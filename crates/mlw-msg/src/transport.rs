//! ---
//! mlw_section: "02-messaging-data-model"
//! mlw_subsection: "module"
//! mlw_type: "source"
//! mlw_scope: "code"
//! mlw_description: "Message classification, extraction and result assembly."
//! mlw_version: "v0.0.0-prealpha"
//! mlw_owner: "tbd"
//! ---
use std::collections::{HashSet, VecDeque};
use std::sync::atomic::{AtomicBool, Ordering};
use std::sync::Arc;

use parking_lot::Mutex;

use crate::{MessagingError, Result};

/// Message delivered by the bus.
#[derive(Debug, Clone, PartialEq, Eq)]
pub struct InboundMessage {
    /// Topic the message arrived on.
    pub topic: String,
    /// Raw payload bytes.
    pub payload: Vec<u8>,
}

impl InboundMessage {
    /// Build an inbound message from text.
    pub fn new(topic: impl Into<String>, payload: impl Into<Vec<u8>>) -> Self {
        Self {
            topic: topic.into(),
            payload: payload.into(),
        }
    }

    /// Payload as text, replacing invalid UTF-8 sequences.
    pub fn payload_text(&self) -> String {
        String::from_utf8_lossy(&self.payload).into_owned()
    }
}

/// Callback invoked for every inbound message.
pub type MessageCallback = Arc<dyn Fn(InboundMessage) + Send + Sync>;

/// Bus abstraction used by the reaction cycle.
pub trait Transport: Send + Sync {
    /// Open the connection.
    fn connect(&self) -> Result<()>;
    /// Subscribe to a topic.
    fn subscribe(&self, topic: &str, qos: u8) -> Result<()>;
    /// Publish a payload.
    fn publish(&self, topic: &str, payload: &str, qos: u8) -> Result<()>;
    /// Whether the connection is currently up.
    fn is_connected(&self) -> bool;
    /// Close the connection.
    fn disconnect(&self) -> Result<()>;
    /// Install the inbound message callback, replacing any previous one.
    fn set_on_message(&self, callback: MessageCallback);
    /// Human-readable transport name for logging.
    fn name(&self) -> &'static str;
}

/// Message recorded by [`InMemoryTransport::publish`].
#[derive(Debug, Clone, PartialEq, Eq)]
pub struct PublishedMessage {
    /// Target topic.
    pub topic: String,
    /// Published payload.
    pub payload: String,
    /// Requested quality of service.
    pub qos: u8,
}

#[derive(Default)]
struct Inner {
    connected: AtomicBool,
    refuse_connect: AtomicBool,
    subscriptions: Mutex<Vec<(String, u8)>>,
    rejected_topics: Mutex<HashSet<String>>,
    published: Mutex<VecDeque<PublishedMessage>>,
    callback: Mutex<Option<MessageCallback>>,
}

/// In-process transport that records traffic, for tests and local runs.
#[derive(Clone, Default)]
pub struct InMemoryTransport {
    inner: Arc<Inner>,
}

impl InMemoryTransport {
    /// Create a disconnected transport.
    pub fn new() -> Self {
        Self::default()
    }

    /// Force the connection flag.
    pub fn set_connected(&self, connected: bool) {
        self.inner.connected.store(connected, Ordering::SeqCst);
    }

    /// Make subsequent `connect` calls fail.
    pub fn refuse_connections(&self, refuse: bool) {
        self.inner.refuse_connect.store(refuse, Ordering::SeqCst);
    }

    /// Make subscriptions to `topic` fail.
    pub fn reject_subscription(&self, topic: impl Into<String>) {
        self.inner.rejected_topics.lock().insert(topic.into());
    }

    /// Subscriptions made so far.
    pub fn subscriptions(&self) -> Vec<(String, u8)> {
        self.inner.subscriptions.lock().clone()
    }

    /// Messages published so far.
    pub fn published(&self) -> Vec<PublishedMessage> {
        self.inner.published.lock().iter().cloned().collect()
    }

    /// Messages published to `topic`.
    pub fn published_to(&self, topic: &str) -> Vec<PublishedMessage> {
        self.inner
            .published
            .lock()
            .iter()
            .filter(|message| message.topic == topic)
            .cloned()
            .collect()
    }

    /// Drain the published messages.
    pub fn take_published(&self) -> Vec<PublishedMessage> {
        self.inner.published.lock().drain(..).collect()
    }

    /// Deliver a message to the installed callback. Returns `false` when no
    /// callback is installed.
    pub fn inject(&self, topic: &str, payload: &str) -> bool {
        let callback = self.inner.callback.lock().clone();
        match callback {
            Some(callback) => {
                callback(InboundMessage::new(topic, payload));
                true
            }
            None => false,
        }
    }
}

impl Transport for InMemoryTransport {
    fn connect(&self) -> Result<()> {
        if self.inner.refuse_connect.load(Ordering::SeqCst) {
            return Err(MessagingError::Transport("connection refused".into()));
        }
        self.set_connected(true);
        Ok(())
    }

    fn subscribe(&self, topic: &str, qos: u8) -> Result<()> {
        if self.inner.rejected_topics.lock().contains(topic) {
            return Err(MessagingError::Transport(format!(
                "subscription to '{}' rejected",
                topic
            )));
        }
        self.inner.subscriptions.lock().push((topic.to_owned(), qos));
        Ok(())
    }

    fn publish(&self, topic: &str, payload: &str, qos: u8) -> Result<()> {
        if !self.is_connected() {
            return Err(MessagingError::Transport("not connected".into()));
        }
        self.inner.published.lock().push_back(PublishedMessage {
            topic: topic.to_owned(),
            payload: payload.to_owned(),
            qos,
        });
        Ok(())
    }

    fn is_connected(&self) -> bool {
        self.inner.connected.load(Ordering::SeqCst)
    }

    fn disconnect(&self) -> Result<()> {
        self.set_connected(false);
        Ok(())
    }

    fn set_on_message(&self, callback: MessageCallback) {
        *self.inner.callback.lock() = Some(callback);
    }

    fn name(&self) -> &'static str {
        "in_memory"
    }
}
##########
▶ **ABOUT THIS EXERCISE**: Reproduce exactly, and only, the part of the listing above that begins at the line with "pub struct InboundMessage" and goes on through the line with "pub fn set_connected(&self, connected: bool)".

▶ **RESULT FOR THIS EXERCISE**:
pub struct InboundMessage {
    /// Topic the message arrived on.
    pub topic: String,
    /// Raw payload bytes.
    pub payload: Vec<u8>,
}

impl InboundMessage {
    /// Build an inbound message from text.
    pub fn new(topic: impl Into<String>, payload: impl Into<Vec<u8>>) -> Self {
        Self {
            topic: topic.into(),
            payload: payload.into(),
        }
    }

    /// Payload as text, replacing invalid UTF-8 sequences.
    pub fn payload_text(&self) -> String {
        String::from_utf8_lossy(&self.payload).into_owned()
    }
}

/// Callback invoked for every inbound message.
pub type MessageCallback = Arc<dyn Fn(InboundMessage) + Send + Sync>;

/// Bus abstraction used by the reaction cycle.
pub trait Transport: Send + Sync {
    /// Open the connection.
    fn connect(&self) -> Result<()>;
    /// Subscribe to a topic.
    fn subscribe(&self, topic: &str, qos: u8) -> Result<()>;
    /// Publish a payload.
    fn publish(&self, topic: &str, payload: &str, qos: u8) -> Result<()>;
    /// Whether the connection is currently up.
    fn is_connected(&self) -> bool;
    /// Close the connection.
    fn disconnect(&self) -> Result<()>;
    /// Install the inbound message callback, replacing any previous one.
    fn set_on_message(&self, callback: MessageCallback);
    /// Human-readable transport name for logging.
    fn name(&self) -> &'static str;
}

/// Message recorded by [`InMemoryTransport::publish`].
#[derive(Debug, Clone, PartialEq, Eq)]
pub struct PublishedMessage {
    /// Target topic.
    pub topic: String,
    /// Published payload.
    pub payload: String,
    /// Requested quality of service.
    pub qos: u8,
}

#[derive(Default)]
struct Inner {
    connected: AtomicBool,
    refuse_connect: AtomicBool,
    subscriptions: Mutex<Vec<(String, u8)>>,
    rejected_topics: Mutex<HashSet<String>>,
    published: Mutex<VecDeque<PublishedMessage>>,
    callback: Mutex<Option<MessageCallback>>,
}

/// In-process transport that records traffic, for tests and local runs.
#[derive(Clone, Default)]
pub struct InMemoryTransport {
    inner: Arc<Inner>,
}

impl InMemoryTransport {
    /// Create a disconnected transport.
    pub fn new() -> Self {
        Self::default()
    }

    /// Force the connection flag.
    pub fn set_connected(&self, connected: bool) {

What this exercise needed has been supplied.